◆ Work to complete
The answer should hold nothing but the lines from the one with "Re-exports / 重新导出" through the end of the listing below, each exactly as written.

[Entries shown — start]

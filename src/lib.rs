//! festival-site: content layer for the festival website
//! festival-site：节日网站的内容层
//!
//! Public pages read structured site content (hero text, events, gallery,
//! team, ...) from a hosted backend; the admin panel writes it back.
//! 公共页面从托管后端读取结构化站点内容；管理面板负责写回。

// Shared modules / 共享模块
pub mod backend;
pub mod config;
pub mod constants;

// Content layer / 内容层
pub mod admin;
pub mod auth;
pub mod content;
pub mod storage;

// Read-only HTTP surface / 只读HTTP接口
pub mod http;

// Re-exports / 重新导出
pub use backend::{AuthService, BackendError, BackendHandles, ContentBackend, ObjectStorage};
pub use content::{ContentError, ContentResult, Resource, SiteData, SiteDataStore};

[Entries shown — finish]

◆ Reply
// Re-exports / 重新导出
pub use backend::{AuthService, BackendError, BackendHandles, ContentBackend, ObjectStorage};
pub use content::{ContentError, ContentResult, Resource, SiteData, SiteDataStore};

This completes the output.